The reason is that DeepEqual requires types match, and that the definition of const lists, in effect, resets the type declaration for each line containing an equals sign.

In the first const example, using iota, there’s only one equal sign: so all of the constants get the same type.

In the second const example, even though we started the list with Sunday as a type of “DaysOfTheWeek”, the presence of the equal sign on the line which declares Monday resets the type declaration engine to its defaults. In this case, a string. So, only Sunday is of our enumerated type. Monday-Saturday are all of type “string”.

Now, while ExampleDay() says it returns our enumerated type, Friday’s actual type will never change. It’s always and forever string. The fact the compiler lets this pass seems to violate the principle of least surprise, but there might be other common cases where this behavior makes more sense. ( While go is strongly typed, the way it handles literals and other edge cases sometimes leaves me wanting for warnings. )I was writing off-the-cuff. Go underlying types only apply to interfaces, not primitive values.

The issue, then, for reflect.DeepEqual(Friday, ExampleDay()) is that the first parameter, Friday, is of type “string”, while the second parameter, ExampleDay(), is of type “DaysOfTheWeek”. The types don’t match and DeepEqual returns false. Testify assert, which relies on reflect, therefore also fails.
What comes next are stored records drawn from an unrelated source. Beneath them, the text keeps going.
pub mod colors;
pub mod logging;
pub mod print;
//! ARP request construction and reply parsing.
//!
//! Requests are padded to the minimum Ethernet frame size (without FCS) so
//! drivers that refuse runt frames still transmit them.

use std::net::Ipv4Addr;

use anyhow::Context;
use pnet::packet::Packet;
use pnet::packet::arp::{ArpHardwareTypes, ArpOperations, ArpPacket, MutableArpPacket};
use pnet::packet::ethernet::{EtherType, EtherTypes, EthernetPacket};
use pnet::util::MacAddr;
use thiserror::Error;

use netsweep_common::network::device::Reply;

use crate::{ARP_LEN, ETH_HDR_LEN, MIN_ETH_FRAME_NO_FCS, ethernet};

/// Why a captured frame did not yield a [`Reply`].
#[derive(Debug, Error, PartialEq, Eq)]
pub enum FrameError {
    #[error("truncated Ethernet frame (len {0})")]
    TruncatedEthernet(usize),
    #[error("not an ARP frame (ethertype {0})")]
    NotArp(EtherType),
    #[error("truncated or invalid ARP packet (payload len {0})")]
    TruncatedArp(usize),
    #[error("ARP packet is not a reply")]
    NotReply,
}

/// Writes a broadcast "who-has `target`" request sent from `src_mac`/`src_addr`
/// into `buffer`, which must hold at least [`MIN_ETH_FRAME_NO_FCS`] bytes.
///
/// The first [`MIN_ETH_FRAME_NO_FCS`] bytes are overwritten, so one buffer
/// serves every target of a round.
pub fn write_request(buffer: &mut [u8], src_mac: MacAddr, src_addr: Ipv4Addr, target: Ipv4Addr) -> anyhow::Result<()> {
    anyhow::ensure!(
        buffer.len() >= MIN_ETH_FRAME_NO_FCS,
        "ARP request buffer too small ({} < {MIN_ETH_FRAME_NO_FCS})",
        buffer.len()
    );
    buffer[..MIN_ETH_FRAME_NO_FCS].fill(0);
    ethernet::make_header(buffer, src_mac, MacAddr::broadcast(), EtherTypes::Arp)?;

    let mut arp_packet = MutableArpPacket::new(&mut buffer[ETH_HDR_LEN..ETH_HDR_LEN + ARP_LEN])
        .context("failed to create mutable ARP packet")?;
    arp_packet.set_hardware_type(ArpHardwareTypes::Ethernet);
    arp_packet.set_protocol_type(EtherTypes::Ipv4);
    arp_packet.set_hw_addr_len(6);
    arp_packet.set_proto_addr_len(4);
    arp_packet.set_operation(ArpOperations::Request);
    arp_packet.set_sender_hw_addr(src_mac);
    arp_packet.set_target_hw_addr(MacAddr::zero());
    arp_packet.set_sender_proto_addr(src_addr);
    arp_packet.set_target_proto_addr(target);

    Ok(())
}

/// Allocating form of [`write_request`].
pub fn create_request(src_mac: MacAddr, src_addr: Ipv4Addr, target: Ipv4Addr) -> anyhow::Result<Vec<u8>> {
    let mut buffer = vec![0u8; MIN_ETH_FRAME_NO_FCS];
    write_request(&mut buffer, src_mac, src_addr, target)?;
    Ok(buffer)
}

/// Extracts the sender's `(address, MAC)` from an ARP reply frame.
pub fn parse_reply(frame: &[u8]) -> Result<Reply, FrameError> {
    let eth = EthernetPacket::new(frame).ok_or(FrameError::TruncatedEthernet(frame.len()))?;
    if eth.get_ethertype() != EtherTypes::Arp {
        return Err(FrameError::NotArp(eth.get_ethertype()));
    }

    let payload = eth.payload();
    let arp = ArpPacket::new(payload).ok_or(FrameError::TruncatedArp(payload.len()))?;
    if arp.get_operation() != ArpOperations::Reply {
        return Err(FrameError::NotReply);
    }

    Ok(Reply::new(arp.get_sender_proto_addr(), arp.get_sender_hw_addr()))
}

// ╔════════════════════════════════════════════╗
// ║ ████████╗███████╗███████╗████████╗███████╗ ║
// ║ ╚══██╔══╝██╔════╝██╔════╝╚══██╔══╝██╔════╝ ║
// ║    ██║   █████╗  ███████╗   ██║   ███████╗ ║
// ║    ██║   ██╔══╝  ╚════██║   ██║   ╚════██║ ║
// ║    ██║   ███████╗███████║   ██║   ███████║ ║
// ║    ╚═╝   ╚══════╝╚══════╝   ╚═╝   ╚══════╝ ║
// ╚════════════════════════════════════════════╝
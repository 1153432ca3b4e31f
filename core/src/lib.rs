//! The two-stage discovery pipeline: an ARP probe round followed by bounded,
//! time-limited reverse name resolution.

pub mod discovery;
pub mod probe;
pub mod resolver;

pub use discovery::{DiscoveryService, ResolutionStats, ScanReport};
pub use probe::{ArpProber, Prober};
pub use resolver::{NameLookup, NameResolver, SystemLookup};
//! The **abstraction** over a probe round.
//!
//! Higher layers only see [`Prober`]: something that, given a range and a
//! listening window, hands back the `(address, MAC)` pairs that answered. The
//! raw-socket implementation lives in [`arp`]; tests plug in canned replies.

use std::time::Duration;

use async_trait::async_trait;

use netsweep_common::ScanError;
use netsweep_common::network::device::Reply;
use netsweep_common::network::range::NetworkRange;

mod arp;
mod channel;

pub use arp::ArpProber;

#[async_trait]
pub trait Prober: Send + Sync {
    /// Runs exactly one broadcast-and-collect round over `range`.
    ///
    /// Listens for `timeout` (or until every host answered) and returns the
    /// replies in the order they arrived. No answers is `Ok(vec![])`.
    /// `interface` pins the round to one interface; `None` lets the
    /// implementation choose.
    async fn send_and_collect(
        &self,
        range: &NetworkRange,
        timeout: Duration,
        interface: Option<&str>,
    ) -> Result<Vec<Reply>, ScanError>;
}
If we redeclare our const list:

const (
 Sunday    DaysOfTheWeek = "Sunday"
 Monday    DaysOfTheWeek = "Monday"
 Tuesday   DaysOfTheWeek = "Tuesday"
 Wednesday DaysOfTheWeek = "Wednesday"
 Thursday  DaysOfTheWeek = "Thursday"
 Friday    DaysOfTheWeek = "Friday"
)

Then reflect, and asserts, will work as expected:

func main() {
    fmt.Println(reflect.DeepEqual(Friday, ExampleDay()) // true!
}
func TestSomething(t \*testing.T) {
    // passes, these are of now the same type!
    assert.Equal(t, Friday, ExampleDay())
}

Unfortunately, unlike with iota, there’s no pretty way to declare all of those strings without repeating the type. The closest we can get looks like this:

const (
 ParamTypeUnknown,
 ParamTypeCommand,
 ParamTypeArray,
 ParamTypePrim,
 ParamTypeBlob ParamType = "ParamTypeUnknown",
  "ParamTypeCommand",
  "ParamTypeArray",
  "ParamTypePrim",
  "ParamTypeBlob"
)

Which is error prone, and looks a little gross with the default go formatter, but is at least easy to generate, and more importantly: it’s correct.